Nous avons déjà vu cela auparavant. Lors de l’épidémie d’Ebola de 2014, en Sierra Leone, l’accès aux services de planification familiale a diminué de plus de 20 % et les grossesses chez les adolescentes augmenté de 65% dans certaines régions. Comme nous l’avons vu dans d’autres contextes, une pénurie de services de santé peut entraîner une augmentation de la mortalité maternelle et infantile, ainsi que des mariages précoces, exposant ainsi les femmes et les jeunes filles à un risque accru de violence tout au long de leur vie. Les crises perturbent l’accès aux services de santé au moment où les femmes et les jeunes filles en ont le plus besoin, ce qui a des conséquences à vie et parfois fatales.
Dans son appel à un cessez-le-feu mondial contre la violence à l’égard des femmes et des filles, le secrétaire général a demandé directement aux gouvernements d’inclure les femmes au cœur de leur réponse à la pandémie. Plus précisément, il a appelé à la prévention et à la réparation de la violence à l’égard des femmes dans les plans nationaux d’intervention COVID-19, et à l’investissement dans des services essentiels tels que les abris d’urgence et la réponse judiciaire, ainsi que les services en ligne et autres services sociaux. Par ailleurs, il a demandé que la contraception soit disponible sans ordonnance. Les Nations unies sont à l’avant-garde dans ce domaine : Le FNUAP et l’OMS ont publié des lignes directrices qui traitent à la fois de l’accès au planning familial et des services de lutte contre la violence à l’égard des femmes.

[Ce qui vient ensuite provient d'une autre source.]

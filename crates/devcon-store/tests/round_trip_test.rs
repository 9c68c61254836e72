// Integration tests for save/load round trips
// Save(Load(X)) must reproduce X's records in order, in every format

use std::fs;
use std::path::PathBuf;

use devcon_core::{CatalogSink, CatalogSource, Command, CommandCatalog, ExErrorKind};
use devcon_store::FileCatalog;
use tempfile::TempDir;

fn fixtures_dir() -> PathBuf {
    PathBuf::from(env!("CARGO_MANIFEST_DIR"))
        .join("tests")
        .join("fixtures")
}

#[test]
fn test_round_trip_preserves_records_in_every_format() {
    // Given: A catalog loaded from the XML fixture
    let original = FileCatalog::new(fixtures_dir().join("commands.xml"))
        .load()
        .unwrap();
    let temp_dir = TempDir::new().unwrap();

    for ext in ["xml", "yaml", "json"] {
        // When: We save it and load it back
        let target = FileCatalog::new(temp_dir.path().join(format!("Commands.{}", ext)));
        target.save(&original).unwrap();
        let reloaded = target.load().unwrap();

        // Then: Every record and the order survive
        assert_eq!(reloaded, original, "round trip through {} changed the catalog", ext);
    }
}

#[test]
fn test_round_trip_keeps_awkward_text() {
    // Given: Descriptions and defaults with markup characters and spaces
    let catalog = CommandCatalog::new(vec![
        Command::new("say", "say <something> & \"quote\"", "hello world"),
        Command::new("tp", "", "  10 20  "),
    ])
    .unwrap();
    let temp_dir = TempDir::new().unwrap();

    for ext in ["xml", "yaml", "json"] {
        let target = FileCatalog::new(temp_dir.path().join(format!("awkward.{}", ext)));
        target.save(&catalog).unwrap();
        assert_eq!(target.load().unwrap(), catalog, "format {}", ext);
    }
}

#[test]
fn test_saved_file_is_stable() {
    // Given: A catalog saved once
    let catalog = FileCatalog::new(fixtures_dir().join("commands.yaml"))
        .load()
        .unwrap();
    let temp_dir = TempDir::new().unwrap();
    let first = temp_dir.path().join("first.xml");
    let second = temp_dir.path().join("second.xml");

    // When: We load the saved file and save it again
    devcon_store::save_catalog_file(&catalog, &first).unwrap();
    let reloaded = devcon_store::parse_catalog_file(&first).unwrap();
    devcon_store::save_catalog_file(&reloaded, &second).unwrap();

    // Then: Both files are byte-for-byte identical
    assert_eq!(fs::read(&first).unwrap(), fs::read(&second).unwrap());
}

#[test]
fn test_save_to_unsupported_extension_is_catalog_save() {
    let temp_dir = TempDir::new().unwrap();
    let catalog = CommandCatalog::empty();

    let err = devcon_store::save_catalog_file(&catalog, &temp_dir.path().join("Commands.ini"))
        .unwrap_err();

    assert_eq!(err.kind(), ExErrorKind::CatalogSave);
    assert_eq!(
        err.source_error().map(|e| e.kind()),
        Some(ExErrorKind::UnsupportedFormat)
    );
}

#[test]
fn test_save_to_unwritable_destination_is_catalog_save() {
    // Given: A destination whose parent is a regular file
    let temp_dir = TempDir::new().unwrap();
    let blocker = temp_dir.path().join("blocker");
    fs::write(&blocker, b"not a directory").unwrap();
    let catalog = CommandCatalog::new(vec![Command::new("spawn", "", "")]).unwrap();

    // When: We save beneath it
    let err = devcon_store::save_catalog_file(&catalog, &blocker.join("Commands.xml"))
        .unwrap_err();

    // Then: Save fails and the in-memory catalog is untouched
    assert_eq!(err.kind(), ExErrorKind::CatalogSave);
    assert_eq!(catalog.len(), 1);
}
//! Operation logging macros
//!
//! Console operations (catalog load, save, install) are bracketed by a
//! start event and either an end or an end-error event. Start and end are
//! `DEBUG` bookkeeping that the console's own log panel never shows; the
//! error event is `ERROR` and carries the rendered [`ExError`] as its
//! message so it reads well wherever it lands.
//!
//! [`ExError`]: crate::errors::ExError

/// Log the start of an operation and return the `Instant` it started at
///
/// # Example
///
/// ```
/// # use devcon_core::log_op_start;
/// let started = log_op_start!("catalog_load");
/// let _ = log_op_start!("catalog_load", path = "Commands.xml");
/// # let _ = started;
/// ```
#[macro_export]
macro_rules! log_op_start {
    ($op:expr) => {{
        tracing::debug!(
            component = module_path!(),
            op = $op,
            event = $crate::schema::EVENT_START,
        );
        ::std::time::Instant::now()
    }};
    ($op:expr, $($field:tt)*) => {{
        tracing::debug!(
            component = module_path!(),
            op = $op,
            event = $crate::schema::EVENT_START,
            $($field)*
        );
        ::std::time::Instant::now()
    }};
}

/// Log the successful end of an operation started at `started`
///
/// # Example
///
/// ```
/// # use devcon_core::{log_op_end, log_op_start};
/// let started = log_op_start!("catalog_load");
/// log_op_end!("catalog_load", started, catalog_len = 3);
/// ```
#[macro_export]
macro_rules! log_op_end {
    ($op:expr, $started:expr) => {{
        tracing::debug!(
            component = module_path!(),
            op = $op,
            event = $crate::schema::EVENT_END,
            duration_ms = $started.elapsed().as_millis() as u64,
        );
    }};
    ($op:expr, $started:expr, $($field:tt)*) => {{
        tracing::debug!(
            component = module_path!(),
            op = $op,
            event = $crate::schema::EVENT_END,
            duration_ms = $started.elapsed().as_millis() as u64,
            $($field)*
        );
    }};
}

/// Log a failed operation started at `started`
///
/// `$err` is anything convertible into `ExError`.
///
/// # Example
///
/// ```
/// # use devcon_core::{log_op_error, log_op_start};
/// # use devcon_core::errors::ConsoleError;
/// let started = log_op_start!("catalog_load");
/// let err = ConsoleError::CatalogSourceMissing { path: "Commands.xml".to_string() };
/// log_op_error!("catalog_load", started, err);
/// ```
#[macro_export]
macro_rules! log_op_error {
    ($op:expr, $started:expr, $err:expr) => {{
        let ex_err: $crate::errors::ExError = $err.into();
        tracing::error!(
            component = module_path!(),
            op = $op,
            event = $crate::schema::EVENT_END_ERROR,
            duration_ms = $started.elapsed().as_millis() as u64,
            err_kind = ?ex_err.kind(),
            err_code = ex_err.code(),
            message = %ex_err,
        );
    }};
    ($op:expr, $started:expr, $err:expr, $($field:tt)*) => {{
        let ex_err: $crate::errors::ExError = $err.into();
        tracing::error!(
            component = module_path!(),
            op = $op,
            event = $crate::schema::EVENT_END_ERROR,
            duration_ms = $started.elapsed().as_millis() as u64,
            err_kind = ?ex_err.kind(),
            err_code = ex_err.code(),
            message = %ex_err,
            $($field)*
        );
    }};
}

Les organisations de première ligne se mobilisent déjà pour fournir des services intégrés de planification familiale pendant cette crise. Le Fonds des Nations unies pour la population (FNUAP) accorde la priorité à la santé sexuelle et reproductive et à la lutte contre la violence liée au sexe, en s’efforçant de fournir des ressources de planification familiale, de diffuser des supports de communication et de contrôler les niveaux d’approvisionnement dans le monde entier. Les responsables de la réponse humanitaire, y compris le groupe de travail inter-agences sur les soins de santé reproductive en situation de crise, qui sont confrontés depuis longtemps aux épidémies de violence liée au sexe et au manque de soins de santé reproductive dans les situations de crise, s’efforcent de rassembler les meilleures pratiques afin de renforcer les interventions sexospécifiques. Cette réponse intégrée doit cependant devenir systématique. Par exemple, la dernière mise à jour de la stratégie COVID-19 de l’OMS, tout en reconnaissant l’augmentation de la violence liée au sexe, n’aborde pas les besoins des femmes et des jeunes filles en matière de santé génésique.

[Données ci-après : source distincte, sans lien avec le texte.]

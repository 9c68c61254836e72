//! Logging initialization module
//!
//! Provides a single initialization point for the logging facility.

use std::io;
use std::sync::{Arc, Once};

use serde::{Deserialize, Serialize};
use tracing_subscriber::layer::SubscriberExt;
use tracing_subscriber::{fmt, util::SubscriberInitExt, EnvFilter, Layer};

use super::sink_layer::SinkLayer;
use crate::log_sink::LogSink;

/// Logging profile configuration
#[derive(Debug, Clone, Copy, PartialEq, Eq, Default, Serialize, Deserialize)]
#[serde(rename_all = "lowercase")]
pub enum Profile {
    /// Human-readable output for development
    #[default]
    Development,
    /// JSON structured output for production
    Production,
    /// Test capture mode for deterministic testing
    Test,
}

impl Profile {
    fn default_directive(&self) -> &'static str {
        match self {
            Profile::Development => "devcon=debug",
            Profile::Production => "devcon=info",
            Profile::Test => "trace",
        }
    }
}

/// Sink filter when `RUST_LOG` is unset: every target, `info` and up
const SINK_DEFAULT_DIRECTIVE: &str = "info";

static INIT_ONCE: Once = Once::new();

fn env_filter_or(directive: &str) -> EnvFilter {
    EnvFilter::try_from_default_env().unwrap_or_else(|_| EnvFilter::new(directive))
}

/// Initialize the logging facility
///
/// This function should be called once at application startup.
/// It sets up the tracing subscriber based on the selected profile.
/// Terminal output goes to stderr so it never mixes with a host's own
/// stdout.
///
/// # Profiles
///
/// - **Development**: Human-readable logs, `devcon=debug`
/// - **Production**: JSON structured logs, `devcon=info`
/// - **Test**: Bare registry; test capture is installed separately
///
/// `RUST_LOG` replaces the profile's directive.
///
/// # Example
///
/// ```
/// use devcon_core::logging_facility::{init, Profile};
///
/// init(Profile::Development);
/// ```
pub fn init(profile: Profile) {
    install(profile, None);
}

/// Initialize the logging facility and mirror the host's events into `sink`
///
/// The sink has its own filter, independent of the profile's: `RUST_LOG`
/// when set, otherwise `info` for every target, so the host's crates are
/// captured and not only the console's.
///
/// Returns false if a global subscriber was already installed, in which
/// case `sink` receives nothing from this call.
pub fn init_with_sink(profile: Profile, sink: Arc<LogSink>) -> bool {
    install(profile, Some(SinkLayer::new(sink)))
}

fn install(profile: Profile, sink_layer: Option<SinkLayer>) -> bool {
    let mut installed = false;
    INIT_ONCE.call_once(|| {
        let registry = tracing_subscriber::registry().with(
            sink_layer.map(|layer| layer.with_filter(env_filter_or(SINK_DEFAULT_DIRECTIVE))),
        );
        let terminal_filter = env_filter_or(profile.default_directive());
        let result = match profile {
            Profile::Development => registry
                .with(
                    fmt::layer()
                        .with_writer(io::stderr)
                        .with_filter(terminal_filter),
                )
                .try_init(),
            Profile::Production => registry
                .with(
                    fmt::layer()
                        .json()
                        .with_writer(io::stderr)
                        .with_filter(terminal_filter),
                )
                .try_init(),
            // Test capture is initialized separately via init_test_capture()
            Profile::Test => registry.try_init(),
        };
        installed = result.is_ok();
    });
    installed
}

Nous savons déjà comment la violence menace la santé reproductive des femmes et des filles – et la bonne nouvelle, c’est que nous pouvons adapter les outils existants pour coordonner les services de lutte contre la violence liée au sexe et les services de santé sexuelle et reproductive en cas d’urgence, afin de répondre aux besoins sans précédent d’aujourd’hui.

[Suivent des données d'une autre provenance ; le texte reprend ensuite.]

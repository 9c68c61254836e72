//! Canonical schema constants for structured logging and events
//!
//! These constants ensure consistency across all logging and error reporting.

// Canonical field keys for structured logging
pub const FIELD_COMPONENT: &str = "component";
pub const FIELD_OP: &str = "op";
pub const FIELD_EVENT: &str = "event";
pub const FIELD_DURATION_MS: &str = "duration_ms";
pub const FIELD_MESSAGE: &str = "message";

// Console-specific fields
pub const FIELD_COMMAND: &str = "command";
pub const FIELD_ARG_COUNT: &str = "arg_count";
pub const FIELD_CATALOG_LEN: &str = "catalog_len";
pub const FIELD_PATH: &str = "path";

/// Overrides the level-derived severity when captured by the console sink
pub const FIELD_SEVERITY: &str = "severity";
/// Appended verbatim after the message (stack traces and the like)
pub const FIELD_CONTEXT: &str = "context";

// Error fields
pub const FIELD_ERR_KIND: &str = "err_kind";
pub const FIELD_ERR_CODE: &str = "err_code";

/// Targets whose debug and info events are console bookkeeping
pub const CONSOLE_TARGETS: &[&str] = &["devcon_core", "devcon_store"];

// Canonical event names
pub const EVENT_START: &str = "start";
pub const EVENT_END: &str = "end";
pub const EVENT_END_ERROR: &str = "end_error";
pub const EVENT_UNMATCHED: &str = "unmatched";

/// Fields that describe the event itself rather than its payload
pub const STRUCTURAL_FIELDS: &[&str] = &[
    FIELD_MESSAGE,
    FIELD_SEVERITY,
    FIELD_CONTEXT,
    FIELD_COMPONENT,
    FIELD_OP,
    FIELD_EVENT,
    FIELD_DURATION_MS,
    FIELD_ERR_KIND,
    FIELD_ERR_CODE,
];

/// True if `target` is one of the console's own modules
pub fn is_console_target(target: &str) -> bool {
    CONSOLE_TARGETS.iter().any(|prefix| {
        target == *prefix
            || target
                .strip_prefix(prefix)
                .is_some_and(|rest| rest.starts_with("::"))
    })
}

Nous devons reconnaître et aborder les réalités complexes auxquelles les femmes et les filles sont confrontées, tant au quotidien que dans le cadre d’une crise de santé publique, et FP2020 fait sa part en rassemblant des ressources, en réunissant des partenaires et en soutenant directement les personnes travaillant sur le terrain, afin de garantir que la planification familiale n’est pas seulement considérée comme essentielle, mais qu’elle est disponible pour toutes les femmes et les filles qui en ont besoin. Nous sommes dans le même bateau.